Why the Heat Is Harder on DFW Roofs Than the Forecast Says
When it's a hundred degrees outside, your roof is hotter than that. A lot hotter. Dark asphalt shingles sitting in direct North Texas sun run far hotter than the air around them. That's not something you feel from the driveway, but your shingles live with that heat through the toughest stretch of summer.
Then the sun goes down and they cool off. Then it comes back up and they bake again. That daily swing, heating up and cooling down over and over, is the part most homeowners never think about. It's not one heat wave that gets a roof. It's the repetition, summer after summer, here in Frisco, Plano, McKinney, and every suburb in between.
Roofs in North Texas take a beating. Between the long UV exposure, the high surface heat, and the hail we get every spring, a roof here usually lives a harder life than the same roof in a milder climate. That's just the reality of owning a home in Hail Alley.
How Texas Heat Affects Roof Shingles
Heat damage isn't dramatic like a hail strike. It's slow. But it follows a pattern, and once you know what's happening, the warning signs make a lot more sense.
UV Breakdown
Ultraviolet rays slowly break down the oils that keep asphalt shingles flexible. As those oils cook off, the shingle gets brittle and starts to dry out from the surface down.
Thermal Cycling
Shingles expand when they heat up and contract when they cool. That daily expand-and-shrink loosens the adhesive bonds over time and works seams and edges loose.
Curling and Cupping
As a shingle loses moisture and flexibility, the edges start to lift or the center cups. A curled shingle can't shed water the way it should, which leaves the roof open to wind-driven rain.
Granule Loss
The sandy granules on top are the shingle's sunscreen. Heat and brittleness speed up granule loss, and once they're gone the asphalt underneath ages even faster.

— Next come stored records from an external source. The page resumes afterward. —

// Copyright (c) 2025 woxQAQ
//
// Licensed under the MIT License or Apache License 2.0
// See LICENSE files for details

//! # Qualified table names
//!
//! Parsing and composition of `schema.table` identifiers.
//!
//! The *first* `.` splits a raw name into schema and table; everything after it
//! is the table part, even if it contains more dots. Names without a dot take
//! the caller's default schema.
//!
//! ## Escaping
//!
//! An escape pattern wraps each dot-delimited segment of a name:
//!
//! | Pattern | `NAME` | `S.T` |
//! |---|---|---|
//! | `[?]` | `[NAME]` | `[S].[T]` |
//! | `"` | `"NAME"` | `"S"."T"` |
//!
//! Any other pattern shape is invalid; the name is then left untouched and a
//! warning is logged. Escaping assumes unescaped input.

use std::fmt;
use tracing::{debug, warn};

use crate::config::DatabaseConfig;
use crate::error::{CatalogError, CatalogResult};

/// A table name split into optional schema and table parts
#[derive(Debug, Clone, PartialEq, Eq, Hash)]
pub struct QualifiedTableName {
    schema: Option<String>,
    table: String,
    escape_pattern: Option<String>,
}

impl QualifiedTableName {
    /// Parse `table_name`, falling back to `default_schema` when it is unqualified
    ///
    /// # Errors
    ///
    /// Returns `CatalogError::InvalidArgument` if the table part is empty.
    pub fn new(table_name: &str, default_schema: Option<&str>) -> CatalogResult<Self> {
        Self::with_escape_pattern(table_name, default_schema, None)
    }

    /// Parse `table_name` and remember an escape pattern for composition
    pub fn with_escape_pattern(
        table_name: &str,
        default_schema: Option<&str>,
        escape_pattern: Option<&str>,
    ) -> CatalogResult<Self> {
        let (schema, table) = match table_name.split_once('.') {
            Some((schema, table)) => (Some(schema), table),
            None => (default_schema, table_name),
        };

        if table.is_empty() {
            return Err(CatalogError::InvalidArgument(format!(
                "table name must not be empty (got '{}')",
                table_name
            )));
        }

        Ok(Self {
            schema: schema.filter(|s| !s.is_empty()).map(str::to_string),
            table: table.to_string(),
            escape_pattern: escape_pattern.map(str::to_string),
        })
    }

    /// Schema part, if any
    pub fn schema(&self) -> Option<&str> {
        self.schema.as_deref()
    }

    /// Plain, unqualified table name
    pub fn table(&self) -> &str {
        &self.table
    }

    pub fn escape_pattern(&self) -> Option<&str> {
        self.escape_pattern.as_deref()
    }

    /// Same name with a different escape pattern
    pub fn with_pattern(&self, escape_pattern: Option<&str>) -> Self {
        Self {
            escape_pattern: escape_pattern.map(str::to_string),
            ..self.clone()
        }
    }

    /// Table name with the schema prepended when a schema is available
    pub fn qualified_name(&self) -> String {
        compose_qualified_name(
            self.schema.as_deref(),
            &self.table,
            self.escape_pattern.as_deref(),
        )
    }

    /// Qualified name if `config` enables qualified table names, else the table part
    ///
    /// The table part still goes through the escape pattern.
    pub fn qualified_name_if_enabled(&self, config: &DatabaseConfig) -> String {
        if config.qualified_table_names {
            debug!("Qualified table names enabled, returning qualified name");
            self.qualified_name()
        } else {
            debug!("Qualified table names disabled, returning plain table name");
            compose_qualified_name(None, &self.table, self.escape_pattern.as_deref())
        }
    }
}

impl fmt::Display for QualifiedTableName {
    fn fmt(&self, f: &mut fmt::Formatter<'_>) -> fmt::Result {
        write!(
            f,
            "QualifiedTableName[schema={}, table={}, escapePattern={}]",
            self.schema.as_deref().unwrap_or("null"),
            self.table,
            self.escape_pattern.as_deref().unwrap_or("null")
        )
    }
}

/// Qualify `name` with `prefix` unless there is no prefix or `name` is already qualified
///
/// With an escape pattern both parts are escaped first; the "already qualified"
/// check looks at the escaped name.
///
/// ```
/// use dbfixture_catalog::compose_qualified_name;
///
/// assert_eq!(compose_qualified_name(None, "NAME", None), "NAME");
/// assert_eq!(compose_qualified_name(Some("PREFIX"), "NAME", None), "PREFIX.NAME");
/// assert_eq!(compose_qualified_name(Some("PREFIX2"), "PREFIX1.NAME", None), "PREFIX1.NAME");
/// ```
pub fn compose_qualified_name(
    prefix: Option<&str>,
    name: &str,
    escape_pattern: Option<&str>,
) -> String {
    debug!(
        "compose_qualified_name(prefix={:?}, name={}, escape_pattern={:?})",
        prefix, name, escape_pattern
    );

    let (prefix, name) = match escape_pattern {
        Some(pattern) => (
            prefix.map(|p| escape_name(p, pattern)),
            escape_name(name, pattern),
        ),
        None => (prefix.map(str::to_string), name.to_string()),
    };

    match prefix {
        Some(prefix) if !prefix.is_empty() && !name.contains('.') => {
            format!("{}.{}", prefix, name)
        }
        _ => name,
    }
}

/// Escape every dot-delimited segment of `name` with `pattern`
pub fn escape_name(name: &str, pattern: &str) -> String {
    match EscapePattern::parse(pattern) {
        Some(escape) => escape.apply(name),
        None => {
            warn!(
                "Invalid escape pattern '{}'. Will not escape name '{}'.",
                pattern, name
            );
            name.to_string()
        }
    }
}

/// Prefix/suffix literals derived from an escape pattern
#[derive(Debug, Clone, Copy, PartialEq, Eq)]
struct EscapePattern<'a> {
    prefix: &'a str,
    suffix: &'a str,
}

impl<'a> EscapePattern<'a> {
    fn parse(pattern: &'a str) -> Option<Self> {
        if let Some((prefix, suffix)) = pattern.split_once('?') {
            return Some(Self { prefix, suffix });
        }

        let mut chars = pattern.chars();
        match (chars.next(), chars.next()) {
            (Some(_), None) => Some(Self {
                prefix: pattern,
                suffix: pattern,
            }),
            _ => None,
        }
    }

    fn apply(&self, name: &str) -> String {
        match name.split_once('.') {
            Some((head, tail)) => format!("{}.{}", self.apply(head), self.apply(tail)),
            None => format!("{}{}{}", self.prefix, name, self.suffix),
        }
    }
}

None of this happens overnight, and none of it is your fault. It's what asphalt does in a climate like ours. The point isn't to panic about it. It's to know the roof is aging so you're not caught off guard the first time it leaks.
What You Can Spot from the Ground
You don't need to climb up there. Please don't, actually. A hot roof is slick, the shingles are brittle, and you can cause damage just by walking on them in the heat. Almost everything worth seeing can be checked from the ground or a second-story window.
- ✓ Curled or cupped shingle edges. Look across the roof plane at a low angle. Shingles should lie flat. Edges that lift or centers that dip are a classic sign of heat-aged shingles.
- ✓ Granules in the gutters or at the downspout. A handful of black, sandy grit after a rain means the shingles are shedding their protective layer. A little is normal on an older roof. A lot is a flag.
- ✓ Bald or shiny patches. Spots where the shingle looks darker, smoother, or shinier than the rest are areas that have lost their granules and are aging fast.
- ✓ Cracked or split shingles. Dried-out shingles crack. If you can see splits or missing corners from the ground, the roof has taken real UV wear.
- ✓ An attic that feels like an oven. If your upstairs never cools down and the attic is brutal, that trapped heat is cooking the roof from underneath. More on that next.
If you see two or three of these, it's worth having someone take a real look. A heat-aged roof rarely fails all at once, but it does get to a point where a repair stops being worth it and a full roof replacement is the smarter money. Knowing where yours stands beats guessing.